Arik Hesseldahl

Recent Posts by Arik Hesseldahl

LinkedIn Calls Email Hacking Charges False

linkedin_380Professional networking site LinkedIn has just officially denied charges that it hacks the email accounts of its users as a way to expand its network.

In a corporate blog post published earlier today, Blake Lawit, an internal company lawyer whose title is Senior Director for Litigation, said that accusations made in a lawsuit filed Friday that it hijacks the email accounts of its users without their consent are not true. “We do not access your email account without your permission. Claims that we hack or break into members’ accounts are false,” Lawit wrote.

The lawsuit, brought by a handful of LinkedIn users who are seeking class action status, accuses the company of essentially impersonating its users for the purpose of obtaining access to their email contacts, and then pushing endorsement emails to those contacts. The lawsuit was filed Friday in the U.S. District Court for Northern California.
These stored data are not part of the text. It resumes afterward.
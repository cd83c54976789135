// SPDX-License-Identifier: AGPL-3.0-or-later
//
// Copyright (C) 2026 The todo-api-server authors

//! JWKS (JSON Web Key Set) fetching and caching.
//!
//! The cache owns the most recently fetched key set together with its
//! fetch timestamp. A set younger than the TTL is served without network
//! I/O; anything else (or a forced refresh) replaces the cached value
//! wholesale. There is no merging of old and new sets and no per-key
//! eviction. Concurrent refreshes interleave safely with last-writer-wins
//! semantics on the cached value.

use std::sync::Arc;
use std::time::{Duration, Instant};

use jsonwebtoken::jwk::{AlgorithmParameters, Jwk, JwkSet};
use jsonwebtoken::{Algorithm, DecodingKey};
use tokio::sync::RwLock;

use super::error::AuthError;

/// Default key-set cache TTL (1 hour).
const DEFAULT_CACHE_TTL: Duration = Duration::from_secs(3600);

/// Bounded timeout for the key-set fetch.
const FETCH_TIMEOUT: Duration = Duration::from_secs(10);

/// Cache entry: one key set plus when it was fetched.
struct CacheEntry {
    jwks: JwkSet,
    fetched_at: Instant,
}

/// Caching fetcher for an identity provider's key set.
#[derive(Clone)]
pub struct KeySetCache {
    /// JWKS endpoint URL
    jwks_url: String,
    /// Cache TTL
    cache_ttl: Duration,
    /// Cached key set
    cache: Arc<RwLock<Option<CacheEntry>>>,
    /// HTTP client
    client: reqwest::Client,
}

impl KeySetCache {
    /// Create a new cache for the given JWKS endpoint.
    pub fn new(jwks_url: impl Into<String>) -> Self {
        Self {
            jwks_url: jwks_url.into(),
            cache_ttl: DEFAULT_CACHE_TTL,
            cache: Arc::new(RwLock::new(None)),
            client: reqwest::Client::builder()
                .timeout(FETCH_TIMEOUT)
                .build()
                .expect("Failed to create HTTP client"),
        }
    }

    /// Create with custom cache TTL.
    pub fn with_cache_ttl(mut self, ttl: Duration) -> Self {
        self.cache_ttl = ttl;
        self
    }

    /// Get the JWKS URL.
    pub fn jwks_url(&self) -> &str {
        &self.jwks_url
    }

    /// Return the current key set.
    ///
    /// Serves the cached set while it is younger than the TTL, unless
    /// `force_refresh` is set; otherwise fetches a fresh set and replaces
    /// the cached value and timestamp atomically. Fetch failures surface
    /// as [`AuthError::UpstreamUnavailable`] and are never swallowed.
    pub async fn get_keys(&self, force_refresh: bool) -> Result<JwkSet, AuthError> {
        if !force_refresh {
            let cache = self.cache.read().await;
            if let Some(entry) = &*cache {
                if entry.fetched_at.elapsed() < self.cache_ttl {
                    return Ok(entry.jwks.clone());
                }
            }
        }

        let jwks = self.fetch_keys().await?;

        {
            let mut cache = self.cache.write().await;
            *cache = Some(CacheEntry {
                jwks: jwks.clone(),
                fetched_at: Instant::now(),
            });
        }

        Ok(jwks)
    }

    /// Select the decoding key whose `kid` matches.
    ///
    /// `force_refresh` is passed through to [`KeySetCache::get_keys`]; the
    /// verifier uses it to retry a miss once after a rotation.
    pub async fn decoding_key(
        &self,
        kid: &str,
        force_refresh: bool,
    ) -> Result<(DecodingKey, Algorithm), AuthError> {
        let jwks = self.get_keys(force_refresh).await?;

        let jwk = jwks
            .keys
            .iter()
            .find(|k| k.common.key_id.as_deref() == Some(kid))
            .ok_or(AuthError::KeyNotFound)?;

        jwk_to_decoding_key(jwk)
    }

    /// Check if a fresh key set is currently cached.
    pub async fn is_cached(&self) -> bool {
        let cache = self.cache.read().await;
        if let Some(entry) = &*cache {
            entry.fetched_at.elapsed() < self.cache_ttl
        } else {
            false
        }
    }

    /// Fetch the key set from the endpoint.
    async fn fetch_keys(&self) -> Result<JwkSet, AuthError> {
        let response = self
            .client
            .get(&self.jwks_url)
            .send()
            .await
            .map_err(|e| AuthError::UpstreamUnavailable(e.to_string()))?;

        if !response.status().is_success() {
            return Err(AuthError::UpstreamUnavailable(format!(
                "HTTP {} from JWKS endpoint",
                response.status()
            )));
        }

        let jwks: JwkSet = response
            .json()
            .await
            .map_err(|e| AuthError::UpstreamUnavailable(e.to_string()))?;

        Ok(jwks)
    }
}

/// Reconstruct a verification key from a JWK's public fields.
fn jwk_to_decoding_key(jwk: &Jwk) -> Result<(DecodingKey, Algorithm), AuthError> {
    match &jwk.algorithm {
        AlgorithmParameters::RSA(rsa) => {
            let key = DecodingKey::from_rsa_components(&rsa.n, &rsa.e)
                .map_err(|e| AuthError::Internal(format!("Failed to create RSA key: {e}")))?;

            let alg = jwk
                .common
                .key_algorithm
                .map(|a| match a {
                    jsonwebtoken::jwk::KeyAlgorithm::RS256 => Algorithm::RS256,
                    jsonwebtoken::jwk::KeyAlgorithm::RS384 => Algorithm::RS384,
                    jsonwebtoken::jwk::KeyAlgorithm::RS512 => Algorithm::RS512,
                    _ => Algorithm::RS256, // Default for RSA
                })
                .unwrap_or(Algorithm::RS256);

            Ok((key, alg))
        }
        AlgorithmParameters::EllipticCurve(ec) => {
            let key = DecodingKey::from_ec_components(&ec.x, &ec.y)
                .map_err(|e| AuthError::Internal(format!("Failed to create EC key: {e}")))?;

            let alg = jwk
                .common
                .key_algorithm
                .map(|a| match a {
                    jsonwebtoken::jwk::KeyAlgorithm::ES256 => Algorithm::ES256,
                    jsonwebtoken::jwk::KeyAlgorithm::ES384 => Algorithm::ES384,
                    _ => Algorithm::ES256, // Default for EC
                })
                .unwrap_or(Algorithm::ES256);

            Ok((key, alg))
        }
        _ => Err(AuthError::Internal(
            "Unsupported key type in key set".to_string(),
        )),
    }
}
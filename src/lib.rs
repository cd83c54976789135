// SPDX-License-Identifier: AGPL-3.0-or-later
//
// Copyright (C) 2026 The todo-api-server authors

//! Todo API Server - Authenticated todo CRUD with attachment storage
//!
//! This crate provides a small REST backend for a todo-list application:
//! per-user todo items behind OIDC bearer-token authentication, with
//! optional file attachments stored on a pluggable backend (local
//! filesystem or S3-compatible object store).
//!
//! ## Modules
//!
//! - `api` - HTTP API handlers (Axum)
//! - `auth` - Bearer-token verification against a remote JWKS
//! - `storage` - Attachment object storage (local or S3-compatible)
//! - `store` - Owner-scoped todo record store
//! - `cleanup` - Background purge of completed todos and their attachments

pub mod api;
pub mod auth;
pub mod cleanup;
pub mod config;
pub mod error;
pub mod models;
pub mod state;
pub mod storage;
pub mod store;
If you’re just getting up to speed on this lawsuit, you may want to read my earlier post on it, which includes the full 46-page legal complaint.

Here’s the text of Lawit’s statement in full:

Setting the Record Straight on False Accusations

As you may have read recently, a class action lawsuit was filed against LinkedIn last week. The lawsuit alleges that we “break into” the email accounts of our members who choose to upload their email address books to LinkedIn. Quite simply, this is not true, and with so much misinformation out there, we wanted to clear up a few things for our members.

We do not access your email account without your permission. Claims that we “hack” or “break into” members’ accounts are false.

We never deceive you by “pretending to be you” in order to access your email account.

We never send messages or invitations to join LinkedIn on your behalf to anyone unless you have given us permission to do so.

We do give you the choice to share your email contacts, so you can connect on LinkedIn with other professionals that you know and trust. We will continue to do everything we can to make our communications about how to do this as clear as possible.

As we’ve said before, our core value at LinkedIn is Members First. This guides all the decisions that we make when it comes to our members, including how we communicate with them and how we use their data. That’s why we felt we needed to explain we believe that the claims in this lawsuit are without merit, and we wanted to correct the false accusations and misleading headlines.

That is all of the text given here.